The solution to inconvenient background syncing IMO isn't opening the floodgates to everyone running their own daemons and sucking down battery power like it's their last day on Earth. It's a valuable use case, but not a good reason to "loosen the grips" so to speak.
RE: Background services. It's a pocket computer. I want my devices to do more for me. When I set them down, I want them to continue to work for me so I can be productive. Just because something runs in the background doesn't automatically make it a battery suck nor does it make it a security risk.
> RE: Background services. It's a pocket computer.
It's not (per Apple). It's an appliance, and they use that as guidance in the decisions they make. It may be capable of acting like a computer, technically it obviously IS a computer, but Apple treats it as an appliance.
Not so black and white, really. Remember the recent Phil Schiller (I think) quote discussing how Apple sees their devices as a continuum, with more and more functionality going to more mobile, more personal computers? They see the Watch as replacing some amount of iPhone functionality, iPhone being able to do much of what iPad can, iPad largely replacing a laptop, and a laptop almost entirely obviating the desktop? So, in a sense, Apple does view the iPhone as a small and somewhat limited but very real "pocket laptop."

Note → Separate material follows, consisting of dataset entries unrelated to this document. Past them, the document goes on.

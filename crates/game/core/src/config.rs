/// Game configuration constants and tunable parameters.
#[derive(Clone, Debug, PartialEq, Eq)]
#[cfg_attr(feature = "serde", derive(serde::Serialize, serde::Deserialize))]
#[cfg_attr(feature = "serde", serde(default))]
pub struct GameConfig {
    /// Maximum upward height difference a unit can step across.
    pub jump_height: u32,
    /// Number of squeaks held in each side's hand.
    pub hand_length: usize,
    /// Turns per crumb-schedule step (`ceil(turn / crumb_step_turns)`).
    pub crumb_step_turns: u32,
    /// Crumbs added per schedule step.
    pub crumb_step_amount: u32,
    /// Upper bound of the base crumb schedule.
    pub crumb_cap: u32,
}

impl GameConfig {
    // ===== compile-time constants =====
    /// Minimum damage any hit inflicts after defense.
    pub const MINIMAL_DAMAGE_TAKEN: u32 = 1;
    /// Number of neighbors of a hex cell.
    pub const HEX_DIRECTIONS: usize = 6;

    // ===== runtime-tunable defaults =====
    pub const DEFAULT_JUMP_HEIGHT: u32 = 1;
    pub const DEFAULT_HAND_LENGTH: usize = 5;
    pub const DEFAULT_CRUMB_STEP_TURNS: u32 = 4;
    pub const DEFAULT_CRUMB_STEP_AMOUNT: u32 = 10;
    pub const DEFAULT_CRUMB_CAP: u32 = 50;

    pub fn new() -> Self {
        Self {
            jump_height: Self::DEFAULT_JUMP_HEIGHT,
            hand_length: Self::DEFAULT_HAND_LENGTH,
            crumb_step_turns: Self::DEFAULT_CRUMB_STEP_TURNS,
            crumb_step_amount: Self::DEFAULT_CRUMB_STEP_AMOUNT,
            crumb_cap: Self::DEFAULT_CRUMB_CAP,
        }
    }

    pub fn with_jump_height(mut self, jump_height: u32) -> Self {
        self.jump_height = jump_height;
        self
    }

    pub fn with_hand_length(mut self, hand_length: usize) -> Self {
        self.hand_length = hand_length;
        self
    }

    /// Base crumb grant for a turn: `min(ceil(turn / step_turns) * step_amount, cap)`.
    pub fn base_crumbs(&self, turn_count: u32) -> u32 {
        let steps = turn_count.div_ceil(self.crumb_step_turns.max(1));
        steps
            .saturating_mul(self.crumb_step_amount)
            .min(self.crumb_cap)
    }
}

impl Default for GameConfig {
    fn default() -> Self {
        Self::new()
    }
}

I think the relevant distinction between iOS and OS X is that, with iOS, there is sort of an understanding that the user is granted less direct control, in exchange for a near-guarantee that they won’t have to worry about certain things (like malware, or to a certain extent, battery life) anymore.
True. The iPhone is very appliance like. The iPad is clearly capable of much more, but in many ways is limited by iOS, even if solely when it comes to the interface.
But it's pretty clear to me that that Apple is not selling the iPhone as a general purpose computer, and that's fine with me.
They advertise the virtually comprehensive nature of the App Store. To a non-programmer, what’s the difference between a general-purpose computer and one that features apps?
I doubt it. That's my impression as an iPhone/iPad user of many years. Apple seems to make choices that ensure basic functions work reliably and without wasting resources (like battery) as opposed to a more computer like approach of giving more integration points and configuration options.
Android has allowed things (widgets, alternate keyboards, different launchers/lock screens, background processes) that expose more power but rely on the 3rd party developer to ensure the experience still works well without wasting resources or crashing.
Apple only provides such things after careful study and lockdown (such as keyboards). Much more careful, much more sealed up unmodifiable box.
So its a computer then. I am not sure of the Apple careful approach. I am using latest OS on my old Mac book pro. Each new release has made it slower, draning more battery.
Not OP but he's probably referring to the Education Preview updates. They're referenced at the bottom of the linked page with more info at https://www.apple.com/education/preview/.
I have sweet memories of spending many a rainy day in the computer lab during recess on the candy-colored imacs, creating art on kidpix, putting together a crappy HTML site that would link to a friend's crappy HTML site, and playing nanosaur, bugdom, and the oregon trail.
Computer education is huge, but I'm not sure if iPads are the right/necessary stepping stone into using an actual computer. They seem more like entertainment consumption devices than creation driving devices where things get messy and frustrating and force you to fool around to fix them, learning in the process.
I've never owned one and I don't have any insight into how much good vs. harm (distraction) they do in the classroom. Anyone have any anecdotes or thoughts to share on Apple's continuing push into the classroom w/ the iPad?